[Collected data entries]
===

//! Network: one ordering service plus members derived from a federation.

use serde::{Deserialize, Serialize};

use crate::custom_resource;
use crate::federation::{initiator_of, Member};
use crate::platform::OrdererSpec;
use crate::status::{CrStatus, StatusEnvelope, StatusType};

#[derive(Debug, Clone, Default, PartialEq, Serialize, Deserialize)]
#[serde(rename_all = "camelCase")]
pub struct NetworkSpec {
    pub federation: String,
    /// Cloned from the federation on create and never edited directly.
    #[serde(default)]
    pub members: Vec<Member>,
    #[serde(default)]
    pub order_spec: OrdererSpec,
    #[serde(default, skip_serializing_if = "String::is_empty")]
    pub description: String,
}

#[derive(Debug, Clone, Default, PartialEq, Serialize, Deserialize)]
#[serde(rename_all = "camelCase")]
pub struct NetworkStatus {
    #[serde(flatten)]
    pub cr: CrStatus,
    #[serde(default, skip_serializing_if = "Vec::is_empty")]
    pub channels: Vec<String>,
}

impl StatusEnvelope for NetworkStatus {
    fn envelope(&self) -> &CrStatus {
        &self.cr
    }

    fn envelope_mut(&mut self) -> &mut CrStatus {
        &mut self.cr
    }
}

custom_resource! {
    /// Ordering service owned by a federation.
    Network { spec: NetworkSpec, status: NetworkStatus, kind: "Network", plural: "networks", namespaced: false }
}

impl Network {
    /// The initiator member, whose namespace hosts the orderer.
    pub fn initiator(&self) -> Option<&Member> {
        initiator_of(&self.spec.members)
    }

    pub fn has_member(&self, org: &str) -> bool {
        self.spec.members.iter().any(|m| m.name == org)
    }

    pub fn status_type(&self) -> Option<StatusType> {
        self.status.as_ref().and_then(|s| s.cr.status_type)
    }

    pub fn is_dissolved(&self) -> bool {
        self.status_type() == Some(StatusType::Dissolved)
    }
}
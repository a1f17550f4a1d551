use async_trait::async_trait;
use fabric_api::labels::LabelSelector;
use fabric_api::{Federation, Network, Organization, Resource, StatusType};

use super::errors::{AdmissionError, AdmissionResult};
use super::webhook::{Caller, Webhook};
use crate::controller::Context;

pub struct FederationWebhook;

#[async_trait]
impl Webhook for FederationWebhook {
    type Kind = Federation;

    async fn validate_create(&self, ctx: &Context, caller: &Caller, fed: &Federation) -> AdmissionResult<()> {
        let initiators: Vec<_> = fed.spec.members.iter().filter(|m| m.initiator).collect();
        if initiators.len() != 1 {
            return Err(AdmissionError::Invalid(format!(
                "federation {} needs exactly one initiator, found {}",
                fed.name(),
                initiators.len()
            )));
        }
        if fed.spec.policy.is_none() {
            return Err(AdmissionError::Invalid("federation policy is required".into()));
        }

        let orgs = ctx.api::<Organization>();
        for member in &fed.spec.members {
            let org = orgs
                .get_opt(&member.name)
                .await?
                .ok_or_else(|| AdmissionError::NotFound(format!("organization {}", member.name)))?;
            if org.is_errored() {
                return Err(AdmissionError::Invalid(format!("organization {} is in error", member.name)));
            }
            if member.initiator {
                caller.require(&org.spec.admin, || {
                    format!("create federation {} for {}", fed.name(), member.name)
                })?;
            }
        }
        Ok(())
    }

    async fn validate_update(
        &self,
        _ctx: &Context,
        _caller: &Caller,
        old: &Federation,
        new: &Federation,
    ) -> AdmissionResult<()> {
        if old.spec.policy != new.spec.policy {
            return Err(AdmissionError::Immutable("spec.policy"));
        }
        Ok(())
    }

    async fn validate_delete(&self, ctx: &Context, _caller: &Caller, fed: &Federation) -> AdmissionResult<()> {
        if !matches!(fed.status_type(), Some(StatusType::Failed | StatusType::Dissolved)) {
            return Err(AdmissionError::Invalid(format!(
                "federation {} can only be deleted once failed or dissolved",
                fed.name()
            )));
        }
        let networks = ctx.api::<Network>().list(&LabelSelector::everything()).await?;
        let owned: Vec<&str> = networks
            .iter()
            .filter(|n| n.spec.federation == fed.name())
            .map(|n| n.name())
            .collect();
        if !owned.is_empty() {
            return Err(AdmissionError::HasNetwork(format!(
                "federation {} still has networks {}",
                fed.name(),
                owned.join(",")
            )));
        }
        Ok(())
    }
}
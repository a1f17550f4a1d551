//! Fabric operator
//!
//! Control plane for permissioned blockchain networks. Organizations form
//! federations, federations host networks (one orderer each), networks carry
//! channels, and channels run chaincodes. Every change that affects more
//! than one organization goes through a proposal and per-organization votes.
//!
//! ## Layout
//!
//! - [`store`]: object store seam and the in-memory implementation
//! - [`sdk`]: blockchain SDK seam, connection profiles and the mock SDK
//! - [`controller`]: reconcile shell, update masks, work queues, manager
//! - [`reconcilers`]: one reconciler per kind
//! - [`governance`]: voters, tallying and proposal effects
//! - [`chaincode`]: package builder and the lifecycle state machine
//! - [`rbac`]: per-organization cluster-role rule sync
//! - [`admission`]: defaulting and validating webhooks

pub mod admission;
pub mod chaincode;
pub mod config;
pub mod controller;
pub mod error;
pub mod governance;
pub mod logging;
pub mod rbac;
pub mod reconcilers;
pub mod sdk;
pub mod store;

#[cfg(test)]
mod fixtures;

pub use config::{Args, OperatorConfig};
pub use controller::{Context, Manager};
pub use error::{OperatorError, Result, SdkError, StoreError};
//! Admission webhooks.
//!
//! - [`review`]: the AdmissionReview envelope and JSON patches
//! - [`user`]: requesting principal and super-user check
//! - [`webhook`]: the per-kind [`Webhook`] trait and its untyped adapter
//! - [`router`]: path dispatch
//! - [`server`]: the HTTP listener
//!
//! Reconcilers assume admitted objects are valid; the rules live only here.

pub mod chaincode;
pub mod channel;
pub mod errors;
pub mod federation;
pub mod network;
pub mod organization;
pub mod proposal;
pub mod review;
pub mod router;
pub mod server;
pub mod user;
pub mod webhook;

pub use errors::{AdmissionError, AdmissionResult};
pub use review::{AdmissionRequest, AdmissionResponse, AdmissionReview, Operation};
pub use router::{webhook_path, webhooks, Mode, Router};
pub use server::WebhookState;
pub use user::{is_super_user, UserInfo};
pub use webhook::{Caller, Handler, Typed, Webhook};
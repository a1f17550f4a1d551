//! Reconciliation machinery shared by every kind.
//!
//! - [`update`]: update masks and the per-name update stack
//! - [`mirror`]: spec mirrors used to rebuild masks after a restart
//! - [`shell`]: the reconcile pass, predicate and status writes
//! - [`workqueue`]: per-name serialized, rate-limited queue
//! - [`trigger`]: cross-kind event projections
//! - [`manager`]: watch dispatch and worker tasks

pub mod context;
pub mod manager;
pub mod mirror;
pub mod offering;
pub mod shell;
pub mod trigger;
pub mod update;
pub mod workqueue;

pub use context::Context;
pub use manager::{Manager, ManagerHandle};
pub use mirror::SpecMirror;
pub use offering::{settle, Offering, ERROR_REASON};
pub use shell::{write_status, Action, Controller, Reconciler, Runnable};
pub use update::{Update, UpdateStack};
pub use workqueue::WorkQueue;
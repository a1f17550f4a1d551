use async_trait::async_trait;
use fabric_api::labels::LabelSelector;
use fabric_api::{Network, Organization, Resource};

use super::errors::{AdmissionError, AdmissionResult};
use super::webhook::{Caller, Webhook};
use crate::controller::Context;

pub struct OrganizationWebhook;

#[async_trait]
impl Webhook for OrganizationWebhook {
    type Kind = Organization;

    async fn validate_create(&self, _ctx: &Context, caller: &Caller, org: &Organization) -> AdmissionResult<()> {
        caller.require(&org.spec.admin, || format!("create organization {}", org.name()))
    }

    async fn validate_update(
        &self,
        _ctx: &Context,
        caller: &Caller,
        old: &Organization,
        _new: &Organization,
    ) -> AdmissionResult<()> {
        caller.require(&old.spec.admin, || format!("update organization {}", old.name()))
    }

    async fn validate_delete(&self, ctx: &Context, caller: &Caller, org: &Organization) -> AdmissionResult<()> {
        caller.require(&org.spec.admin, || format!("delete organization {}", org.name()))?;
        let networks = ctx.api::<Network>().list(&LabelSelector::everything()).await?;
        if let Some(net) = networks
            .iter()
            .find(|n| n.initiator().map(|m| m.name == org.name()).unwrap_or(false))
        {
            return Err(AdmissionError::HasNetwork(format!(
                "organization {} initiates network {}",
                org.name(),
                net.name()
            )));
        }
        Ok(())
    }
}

===

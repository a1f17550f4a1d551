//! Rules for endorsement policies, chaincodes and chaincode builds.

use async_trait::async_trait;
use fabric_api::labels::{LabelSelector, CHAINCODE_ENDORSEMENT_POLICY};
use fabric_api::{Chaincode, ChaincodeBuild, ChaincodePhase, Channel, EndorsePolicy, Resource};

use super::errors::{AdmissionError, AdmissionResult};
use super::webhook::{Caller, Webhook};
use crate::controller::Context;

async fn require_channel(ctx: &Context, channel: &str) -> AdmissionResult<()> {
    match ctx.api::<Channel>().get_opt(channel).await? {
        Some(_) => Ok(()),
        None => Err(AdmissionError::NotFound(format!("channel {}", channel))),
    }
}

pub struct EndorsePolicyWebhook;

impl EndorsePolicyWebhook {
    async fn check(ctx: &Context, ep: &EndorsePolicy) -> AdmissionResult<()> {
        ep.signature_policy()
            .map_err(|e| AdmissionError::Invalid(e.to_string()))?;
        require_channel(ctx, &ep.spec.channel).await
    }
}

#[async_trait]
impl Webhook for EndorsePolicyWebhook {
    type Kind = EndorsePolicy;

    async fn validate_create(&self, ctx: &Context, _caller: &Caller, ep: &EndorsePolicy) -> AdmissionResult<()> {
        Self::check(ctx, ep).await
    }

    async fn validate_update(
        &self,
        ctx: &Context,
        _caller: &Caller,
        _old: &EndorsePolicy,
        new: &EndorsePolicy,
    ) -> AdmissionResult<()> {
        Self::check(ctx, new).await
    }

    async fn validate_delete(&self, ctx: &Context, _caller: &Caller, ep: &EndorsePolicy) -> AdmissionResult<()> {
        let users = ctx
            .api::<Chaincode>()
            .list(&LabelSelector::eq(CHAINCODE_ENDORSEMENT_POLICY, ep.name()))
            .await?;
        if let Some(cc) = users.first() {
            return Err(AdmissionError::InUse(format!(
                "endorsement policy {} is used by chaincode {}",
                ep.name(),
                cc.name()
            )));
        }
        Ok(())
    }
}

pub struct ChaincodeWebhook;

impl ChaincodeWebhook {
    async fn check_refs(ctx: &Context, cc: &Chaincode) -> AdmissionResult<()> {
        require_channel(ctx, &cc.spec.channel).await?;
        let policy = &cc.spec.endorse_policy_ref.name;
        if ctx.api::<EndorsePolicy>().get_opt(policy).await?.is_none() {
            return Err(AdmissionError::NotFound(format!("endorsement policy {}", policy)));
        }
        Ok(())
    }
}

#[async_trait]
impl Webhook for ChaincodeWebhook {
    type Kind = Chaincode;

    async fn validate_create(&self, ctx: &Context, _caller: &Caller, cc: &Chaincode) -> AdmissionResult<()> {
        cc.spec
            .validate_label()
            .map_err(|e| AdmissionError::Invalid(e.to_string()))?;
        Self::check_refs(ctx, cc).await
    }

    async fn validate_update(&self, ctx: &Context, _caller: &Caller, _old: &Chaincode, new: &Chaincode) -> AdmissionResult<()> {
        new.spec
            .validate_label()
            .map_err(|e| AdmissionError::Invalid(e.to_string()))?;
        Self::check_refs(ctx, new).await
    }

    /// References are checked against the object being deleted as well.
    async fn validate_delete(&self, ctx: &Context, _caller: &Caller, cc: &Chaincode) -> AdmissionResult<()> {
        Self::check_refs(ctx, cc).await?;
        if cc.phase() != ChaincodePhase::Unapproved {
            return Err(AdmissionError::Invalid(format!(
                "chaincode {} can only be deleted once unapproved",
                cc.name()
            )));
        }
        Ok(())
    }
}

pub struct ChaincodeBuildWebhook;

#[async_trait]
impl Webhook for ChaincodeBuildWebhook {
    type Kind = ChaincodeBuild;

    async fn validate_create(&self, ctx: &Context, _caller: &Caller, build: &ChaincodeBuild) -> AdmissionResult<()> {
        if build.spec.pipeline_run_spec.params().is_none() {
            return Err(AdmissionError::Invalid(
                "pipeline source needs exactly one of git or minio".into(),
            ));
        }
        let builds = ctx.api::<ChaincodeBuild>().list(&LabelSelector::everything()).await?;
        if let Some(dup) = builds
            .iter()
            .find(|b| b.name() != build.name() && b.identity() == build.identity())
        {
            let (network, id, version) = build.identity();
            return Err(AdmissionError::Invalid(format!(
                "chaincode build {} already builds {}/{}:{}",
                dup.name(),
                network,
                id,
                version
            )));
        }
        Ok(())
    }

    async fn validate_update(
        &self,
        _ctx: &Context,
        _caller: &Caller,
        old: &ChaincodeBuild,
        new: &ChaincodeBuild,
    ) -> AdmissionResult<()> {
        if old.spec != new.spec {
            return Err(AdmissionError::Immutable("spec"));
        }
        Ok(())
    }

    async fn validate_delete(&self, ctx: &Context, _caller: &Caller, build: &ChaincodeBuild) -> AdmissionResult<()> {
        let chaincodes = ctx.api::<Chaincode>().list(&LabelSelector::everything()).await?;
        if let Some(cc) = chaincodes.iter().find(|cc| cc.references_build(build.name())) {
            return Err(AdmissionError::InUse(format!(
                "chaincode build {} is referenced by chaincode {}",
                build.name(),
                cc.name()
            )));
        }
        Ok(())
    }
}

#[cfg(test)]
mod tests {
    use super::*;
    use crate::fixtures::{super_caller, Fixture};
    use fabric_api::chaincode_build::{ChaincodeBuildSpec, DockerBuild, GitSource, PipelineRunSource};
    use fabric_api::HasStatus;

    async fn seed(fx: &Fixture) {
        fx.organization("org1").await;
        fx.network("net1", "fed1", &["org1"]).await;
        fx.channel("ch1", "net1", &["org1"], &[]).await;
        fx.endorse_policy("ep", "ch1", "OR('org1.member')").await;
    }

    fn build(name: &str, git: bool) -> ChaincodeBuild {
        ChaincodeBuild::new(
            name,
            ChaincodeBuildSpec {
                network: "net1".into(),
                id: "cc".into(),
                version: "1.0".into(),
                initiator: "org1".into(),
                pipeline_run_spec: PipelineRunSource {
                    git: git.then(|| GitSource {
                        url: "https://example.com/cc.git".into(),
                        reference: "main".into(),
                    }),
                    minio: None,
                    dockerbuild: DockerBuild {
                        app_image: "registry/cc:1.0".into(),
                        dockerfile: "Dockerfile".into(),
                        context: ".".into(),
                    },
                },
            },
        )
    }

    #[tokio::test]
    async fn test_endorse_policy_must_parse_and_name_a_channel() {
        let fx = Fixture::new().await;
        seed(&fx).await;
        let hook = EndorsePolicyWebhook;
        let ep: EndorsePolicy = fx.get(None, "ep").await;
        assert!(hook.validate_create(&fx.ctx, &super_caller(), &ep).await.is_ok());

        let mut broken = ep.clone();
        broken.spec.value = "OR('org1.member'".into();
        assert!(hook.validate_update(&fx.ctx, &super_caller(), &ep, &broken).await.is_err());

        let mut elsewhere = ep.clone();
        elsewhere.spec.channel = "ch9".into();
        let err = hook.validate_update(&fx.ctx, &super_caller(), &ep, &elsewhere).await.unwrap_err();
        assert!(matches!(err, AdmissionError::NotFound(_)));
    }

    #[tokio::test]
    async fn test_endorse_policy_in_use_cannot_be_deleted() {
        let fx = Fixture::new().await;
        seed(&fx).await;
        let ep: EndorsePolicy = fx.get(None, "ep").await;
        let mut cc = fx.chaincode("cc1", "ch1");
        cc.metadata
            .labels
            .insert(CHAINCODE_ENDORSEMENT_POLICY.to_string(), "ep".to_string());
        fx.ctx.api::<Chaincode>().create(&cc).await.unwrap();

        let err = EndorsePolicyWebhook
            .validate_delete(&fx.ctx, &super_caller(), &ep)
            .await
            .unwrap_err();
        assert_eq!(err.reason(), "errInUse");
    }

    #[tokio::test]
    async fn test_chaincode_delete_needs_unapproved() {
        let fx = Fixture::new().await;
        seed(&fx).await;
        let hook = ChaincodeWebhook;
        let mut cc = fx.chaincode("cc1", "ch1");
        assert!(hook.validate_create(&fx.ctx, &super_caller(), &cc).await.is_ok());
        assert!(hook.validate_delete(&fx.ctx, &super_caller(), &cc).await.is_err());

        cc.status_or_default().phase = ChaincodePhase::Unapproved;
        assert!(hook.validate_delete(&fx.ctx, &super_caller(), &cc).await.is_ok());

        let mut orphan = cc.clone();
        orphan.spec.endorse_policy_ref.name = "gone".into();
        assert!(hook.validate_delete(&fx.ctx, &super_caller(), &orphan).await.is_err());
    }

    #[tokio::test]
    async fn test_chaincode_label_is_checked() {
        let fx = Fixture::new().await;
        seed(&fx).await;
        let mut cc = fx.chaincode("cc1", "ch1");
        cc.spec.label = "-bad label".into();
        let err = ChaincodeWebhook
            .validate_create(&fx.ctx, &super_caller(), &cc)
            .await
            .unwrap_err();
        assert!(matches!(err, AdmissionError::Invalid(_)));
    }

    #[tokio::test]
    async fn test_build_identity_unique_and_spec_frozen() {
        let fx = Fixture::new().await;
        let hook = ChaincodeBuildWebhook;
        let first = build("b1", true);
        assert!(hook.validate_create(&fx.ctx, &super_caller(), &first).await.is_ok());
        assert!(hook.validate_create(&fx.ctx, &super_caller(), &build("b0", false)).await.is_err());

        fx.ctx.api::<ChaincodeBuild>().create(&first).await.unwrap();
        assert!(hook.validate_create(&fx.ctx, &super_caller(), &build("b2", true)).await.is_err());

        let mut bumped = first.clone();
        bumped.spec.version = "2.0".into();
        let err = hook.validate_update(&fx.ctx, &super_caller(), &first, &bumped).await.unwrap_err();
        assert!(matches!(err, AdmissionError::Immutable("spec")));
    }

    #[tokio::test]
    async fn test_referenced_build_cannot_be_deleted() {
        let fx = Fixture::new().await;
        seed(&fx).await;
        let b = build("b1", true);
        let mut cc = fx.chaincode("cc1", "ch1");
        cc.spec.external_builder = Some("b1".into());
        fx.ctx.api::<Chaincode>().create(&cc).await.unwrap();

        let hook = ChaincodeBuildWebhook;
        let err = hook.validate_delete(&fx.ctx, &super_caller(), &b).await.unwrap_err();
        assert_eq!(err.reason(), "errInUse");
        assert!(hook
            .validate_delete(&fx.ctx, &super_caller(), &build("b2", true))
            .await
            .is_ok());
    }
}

===

Requirement: Please make an exact copy of the lines above from the line with "cc.metadata" through the line with "cc.status_or_default().phase = ChaincodePhase::Unapproved;", both ends included.

Task response:
        cc.metadata
            .labels
            .insert(CHAINCODE_ENDORSEMENT_POLICY.to_string(), "ep".to_string());
        fx.ctx.api::<Chaincode>().create(&cc).await.unwrap();

        let err = EndorsePolicyWebhook
            .validate_delete(&fx.ctx, &super_caller(), &ep)
            .await
            .unwrap_err();
        assert_eq!(err.reason(), "errInUse");
    }

    #[tokio::test]
    async fn test_chaincode_delete_needs_unapproved() {
        let fx = Fixture::new().await;
        seed(&fx).await;
        let hook = ChaincodeWebhook;
        let mut cc = fx.chaincode("cc1", "ch1");
        assert!(hook.validate_create(&fx.ctx, &super_caller(), &cc).await.is_ok());
        assert!(hook.validate_delete(&fx.ctx, &super_caller(), &cc).await.is_err());

        cc.status_or_default().phase = ChaincodePhase::Unapproved;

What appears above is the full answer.